→ What is required
Check every line of the material below for the string "IntoIterator", and return the ones that have it.

→ Exercise inputs
//! Prefix maps and the conflict-reporting merge used to combine them.
//!
//! A [`PrefixMap`] binds CURIE prefixes (`skos`) to namespace URIs
//! (`http://www.w3.org/2004/02/skos/core#`). Iteration is ordered by prefix so
//! that diagnostics and serialised headers are reproducible.

use std::collections::{BTreeMap, BTreeSet};
use std::fmt;

use serde::{Deserialize, Serialize};

use crate::curie::is_absolute_uri;
use crate::error::{ContextError, Result};

#[derive(Debug, Clone, Default, PartialEq, Eq, Serialize, Deserialize)]
#[serde(transparent)]
pub struct PrefixMap(BTreeMap<String, String>);

impl PrefixMap {
    pub fn new() -> Self {
        Self::default()
    }

    /// Bind `prefix` to `namespace`, returning the previous binding if any.
    pub fn insert(
        &mut self,
        prefix: impl Into<String>,
        namespace: impl Into<String>,
    ) -> Option<String> {
        self.0.insert(prefix.into(), namespace.into())
    }

    pub fn get(&self, prefix: &str) -> Option<&str> {
        self.0.get(prefix).map(String::as_str)
    }

    pub fn contains_prefix(&self, prefix: &str) -> bool {
        self.0.contains_key(prefix)
    }

    pub fn remove(&mut self, prefix: &str) -> Option<String> {
        self.0.remove(prefix)
    }

    pub fn len(&self) -> usize {
        self.0.len()
    }

    pub fn is_empty(&self) -> bool {
        self.0.is_empty()
    }

    pub fn iter(&self) -> impl Iterator<Item = (&str, &str)> {
        self.0.iter().map(|(k, v)| (k.as_str(), v.as_str()))
    }

    pub fn prefixes(&self) -> BTreeSet<&str> {
        self.0.keys().map(String::as_str).collect()
    }

    /// The prefix bound to exactly `namespace`, if any (first in prefix order).
    pub fn prefix_for_namespace(&self, namespace: &str) -> Option<&str> {
        self.iter().find(|(_, ns)| *ns == namespace).map(|(p, _)| p)
    }

    /// A new map holding only the bindings whose prefix is in `keep`.
    pub fn restricted_to<'a>(&self, keep: impl IntoIterator<Item = &'a str>) -> PrefixMap {
        let keep: BTreeSet<&str> = keep.into_iter().collect();
        self.iter()
            .filter(|(prefix, _)| keep.contains(prefix))
            .collect()
    }

    /// Namespaces bound under more than one prefix, with the prefixes sharing each.
    ///
    /// Not an error, but usually a sign that two sources disagree on naming.
    pub fn shared_namespaces(&self) -> Vec<(String, Vec<String>)> {
        let mut by_namespace: BTreeMap<&str, Vec<String>> = BTreeMap::new();
        for (prefix, namespace) in self.iter() {
            by_namespace
                .entry(namespace)
                .or_default()
                .push(prefix.to_string());
        }
        by_namespace
            .into_iter()
            .filter(|(_, prefixes)| prefixes.len() > 1)
            .map(|(namespace, prefixes)| (namespace.to_string(), prefixes))
            .collect()
    }

    /// Check that every binding is a non-empty absolute URI, and log shared namespaces.
    pub fn validate(&self) -> Result<()> {
        for (prefix, namespace) in self.iter() {
            if namespace.is_empty() {
                return Err(ContextError::EmptyNamespace {
                    prefix: prefix.to_string(),
                });
            }
            if !is_absolute_uri(namespace) {
                return Err(ContextError::RelativeNamespace {
                    prefix: prefix.to_string(),
                    namespace: namespace.to_string(),
                });
            }
        }
        for (namespace, prefixes) in self.shared_namespaces() {
            tracing::warn!(
                namespace = %namespace,
                prefixes = %prefixes.join(", "),
                "namespace is bound under more than one prefix"
            );
        }
        Ok(())
    }
}

impl<K: Into<String>, V: Into<String>> FromIterator<(K, V)> for PrefixMap {
    fn from_iter<I: IntoIterator<Item = (K, V)>>(iter: I) -> Self {
        PrefixMap(
            iter.into_iter()
                .map(|(k, v)| (k.into(), v.into()))
                .collect(),
        )
    }
}

impl From<BTreeMap<String, String>> for PrefixMap {
    fn from(map: BTreeMap<String, String>) -> Self {
        PrefixMap(map)
    }
}

impl From<PrefixMap> for BTreeMap<String, String> {
    fn from(map: PrefixMap) -> Self {
        map.0
    }
}

// ============================================================================
// Merge
// ============================================================================

/// Which side of a merge wins when both bind the same prefix differently.
#[derive(Debug, Clone, Copy, PartialEq, Eq)]
pub enum Precedence {
    Primary,
    Secondary,
}

/// A prefix bound to two different namespaces across merged sources.
#[derive(Debug, Clone, PartialEq, Eq)]
pub struct PrefixConflict {
    pub prefix: String,
    pub kept: String,
    pub overridden: String,
}

impl fmt::Display for PrefixConflict {
    fn fmt(&self, f: &mut fmt::Formatter<'_>) -> fmt::Result {
        write!(
            f,
            "prefix `{}` kept as <{}>, overriding <{}>",
            self.prefix, self.kept, self.overridden
        )
    }
}

/// Merge two prefix maps without touching either input.
///
/// Bindings present on only one side are copied. Where both sides bind a
/// prefix to different namespaces, `precedence` picks the surviving value and
/// the disagreement is returned as a [`PrefixConflict`]; callers decide how
/// loudly to report it.
pub fn merge_prefix_maps(
    primary: &PrefixMap,
    secondary: &PrefixMap,
    precedence: Precedence,
) -> (PrefixMap, Vec<PrefixConflict>) {
    let mut merged = primary.clone();
    let mut conflicts = Vec::new();

    for (prefix, namespace) in secondary.iter() {
        match primary.get(prefix) {
            None => {
                merged.insert(prefix, namespace);
            }
            Some(existing) if existing == namespace => {}
            Some(existing) => {
                let (kept, overridden) = match precedence {
                    Precedence::Primary => (existing, namespace),
                    Precedence::Secondary => (namespace, existing),
                };
                merged.insert(prefix, kept);
                conflicts.push(PrefixConflict {
                    prefix: prefix.to_string(),
                    kept: kept.to_string(),
                    overridden: overridden.to_string(),
                });
            }
        }
    }

    (merged, conflicts)
}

→ Written reply
    pub fn restricted_to<'a>(&self, keep: impl IntoIterator<Item = &'a str>) -> PrefixMap {
    fn from_iter<I: IntoIterator<Item = (K, V)>>(iter: I) -> Self {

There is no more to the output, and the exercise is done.